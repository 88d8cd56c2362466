//! Building the text bundle of one doc set.

use std::path::Path;

use url::Url;

use crate::config::DocSet;
use crate::errors::Result;
use crate::extract::{ExtractOptions, extract_entry};
use crate::pages::{Page, page_html_path};
use crate::pattern::PatternList;
use crate::ranker::sort_paths;
use crate::site_files::SiteFiles;

/// A doc set with its patterns and selectors compiled.
#[derive(Debug, Clone)]
pub struct CompiledDocSet {
    pub set: DocSet,
    pub include: PatternList,
    pub promote: PatternList,
    pub demote: PatternList,
    pub extract: ExtractOptions,
}

impl CompiledDocSet {
    /// Compiles the glob patterns and CSS selectors of a doc set.
    ///
    /// # Errors
    ///
    /// Returns an error if any pattern or selector is invalid.
    pub fn new(set: DocSet) -> Result<Self> {
        Ok(Self {
            include: PatternList::new(&set.include)?,
            promote: PatternList::new(&set.promote)?,
            demote: PatternList::new(&set.demote)?,
            extract: ExtractOptions::for_doc_set(&set)?,
            set,
        })
    }

    /// The paths of the pages in this set, in bundle order.
    pub fn select_pages(&self, pages: &[Page]) -> Vec<String> {
        let included: Vec<String> = pages
            .iter()
            .map(|page| page.pathname.clone())
            .filter(|pathname| self.include.is_match(pathname))
            .collect();
        sort_paths(included, &self.promote, &self.demote)
    }
}

/// What building one doc set produced.
#[derive(Debug, Clone, PartialEq, Eq)]
pub struct DocSetSummary {
    pub title: String,
    pub description: String,
    /// The bundle's url, resolved against the site
    pub url: Url,
    /// Pages extracted into the bundle
    pub pages_written: usize,
    /// Pages that matched but were absent or failed to extract
    pub pages_skipped: usize,
}

impl DocSetSummary {
    /// The line listing this doc set in the index.
    pub fn index_line(&self) -> String {
        format!("- [{}]({}): {}", self.title, self.url, self.description)
    }
}

/// Builds the bundle of a doc set and writes it to the set's url under the output directory.
///
/// Pages are selected by the include patterns, ordered by promote/demote rank and extracted one
/// by one. A page whose HTML file is absent, unreadable or fails to extract is left out of the
/// bundle; when no page survives, the bundle is empty.
///
/// # Errors
///
/// Returns an error if the bundle cannot be written or its url cannot be resolved.
pub async fn build_doc_set<F: SiteFiles + ?Sized>(
    doc_set: &CompiledDocSet,
    pages: &[Page],
    dist_dir: &Path,
    site: &Url,
    page_separator: &str,
    files: &F,
) -> Result<DocSetSummary> {
    let set = &doc_set.set;
    let selected = doc_set.select_pages(pages);
    tracing::debug!("Doc set '{}': {} of {} pages selected", set.title, selected.len(), pages.len());

    let mut entries: Vec<String> = Vec::with_capacity(selected.len());
    let mut pages_skipped = 0;

    for pathname in &selected {
        let html_path = page_html_path(dist_dir, pathname);

        let html = match files.read_file(&html_path).await {
            Ok(Some(html)) => html,
            Ok(None) => {
                tracing::debug!("[SKIP] No HTML for '{}' at {}", pathname, html_path.display());
                pages_skipped += 1;
                continue;
            }
            Err(error) => {
                tracing::warn!("[SKIP] Cannot read '{}' at {}: {}", pathname, html_path.display(), error);
                pages_skipped += 1;
                continue;
            }
        };

        match extract_entry(&html, &doc_set.extract) {
            Ok(entry) => entries.push(entry.to_string()),
            Err(error) => {
                tracing::warn!("[SKIP] Cannot extract '{}' for doc set '{}': {}", pathname, set.title, error);
                pages_skipped += 1;
            }
        }
    }

    let out_path = dist_dir.join(set.output_path());
    let content = entries.join(page_separator);
    files.write_file(&out_path, &content).await?;

    tracing::info!(
        "Doc set '{}' generated at {} ({} pages, {} skipped)",
        set.title,
        out_path.display(),
        entries.len(),
        pages_skipped
    );

    Ok(DocSetSummary {
        title: set.title.clone(),
        description: set.description.clone(),
        url: site.join(&set.url)?,
        pages_written: entries.len(),
        pages_skipped,
    })
}

#[cfg(test)]
mod tests {
    use super::*;
    use crate::config::DEFAULT_PAGE_SEPARATOR;
    use crate::site_files::MemoryFiles;

    fn page_html(title: &str, text: &str) -> String {
        format!("<html><body><main><h1>{title}</h1><p>{text}</p></main></body></html>")
    }

    fn site() -> Url {
        Url::parse("https://www.example.com").unwrap()
    }

    fn pages(paths: &[&str]) -> Vec<Page> {
        paths.iter().map(|p| Page::new(*p)).collect()
    }

    #[test]
    fn test_select_pages_filters_and_orders() {
        let set = DocSet::builder()
            .title("Docs")
            .url("/docs.txt")
            .include("**")
            .promote("/")
            .build();
        let compiled = CompiledDocSet::new(set).unwrap();

        let order = compiled.select_pages(&pages(&["/b/", "/a/", "/"]));
        assert_eq!(order, vec!["/", "/a/", "/b/"]);

        let set = DocSet::builder()
            .title("Services")
            .url("/services.txt")
            .include("/services/**")
            .build();
        let compiled = CompiledDocSet::new(set).unwrap();
        assert_eq!(
            compiled.select_pages(&pages(&["/", "/services/b/", "/about/", "/services/a/"])),
            vec!["/services/a/", "/services/b/"]
        );
    }

    #[test]
    fn test_invalid_pattern_fails_compilation() {
        let set = DocSet::builder().title("X").url("/x.txt").include("[").build();
        assert!(CompiledDocSet::new(set).is_err());
    }

    #[tokio::test]
    async fn test_build_doc_set_writes_bundle() {
        let files = MemoryFiles::with_files([
            ("dist/index.html", page_html("Home", "Welcome")),
            ("dist/about/index.html", page_html("About", "Who we are")),
        ]);
        let set = DocSet::builder()
            .title("All")
            .description("Every page")
            .url("/bundles/all.txt")
            .include("**")
            .promote("/")
            .build();
        let compiled = CompiledDocSet::new(set).unwrap();

        let summary = build_doc_set(
            &compiled,
            &pages(&["/about/", "/"]),
            Path::new("dist"),
            &site(),
            DEFAULT_PAGE_SEPARATOR,
            &files,
        )
        .await
        .unwrap();

        assert_eq!(
            files.get("dist/bundles/all.txt").unwrap(),
            "# Home\n\nWelcome\n\n---\n\n# About\n\nWho we are"
        );
        assert_eq!(summary.pages_written, 2);
        assert_eq!(summary.pages_skipped, 0);
        assert_eq!(
            summary.index_line(),
            "- [All](https://www.example.com/bundles/all.txt): Every page"
        );
    }

    #[tokio::test]
    async fn test_failing_pages_are_skipped() {
        let files = MemoryFiles::with_files([
            ("dist/broken/index.html", "<html><body><div>no main</div></body></html>".to_string()),
            ("dist/ok/index.html", page_html("Ok", "Fine")),
        ]);
        let set = DocSet::builder().title("S").url("/s.txt").include("**").build();
        let compiled = CompiledDocSet::new(set).unwrap();

        let summary = build_doc_set(
            &compiled,
            &pages(&["/broken/", "/missing/", "/ok/"]),
            Path::new("dist"),
            &site(),
            "\n===\n",
            &files,
        )
        .await
        .unwrap();

        assert_eq!(files.get("dist/s.txt").unwrap(), "# Ok\n\nFine");
        assert_eq!(summary.pages_written, 1);
        assert_eq!(summary.pages_skipped, 2);
    }

    #[tokio::test]
    async fn test_all_pages_failing_gives_empty_bundle() {
        let files = MemoryFiles::with_files([("dist/a/index.html", "<p>no main</p>")]);
        let set = DocSet::builder().title("S").url("/s.txt").include("**").build();
        let compiled = CompiledDocSet::new(set).unwrap();

        let summary = build_doc_set(
            &compiled,
            &pages(&["/a/", "/b/"]),
            Path::new("dist"),
            &site(),
            DEFAULT_PAGE_SEPARATOR,
            &files,
        )
        .await
        .unwrap();

        assert_eq!(files.get("dist/s.txt"), Some(String::new()));
        assert_eq!(summary.pages_written, 0);
    }
}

####

▸ **What is expected**:
Would you copy every line of the entries in which "iter" appears?

▸ **Answer below**:
            .iter()
        paths.iter().map(|p| Page::new(*p)).collect()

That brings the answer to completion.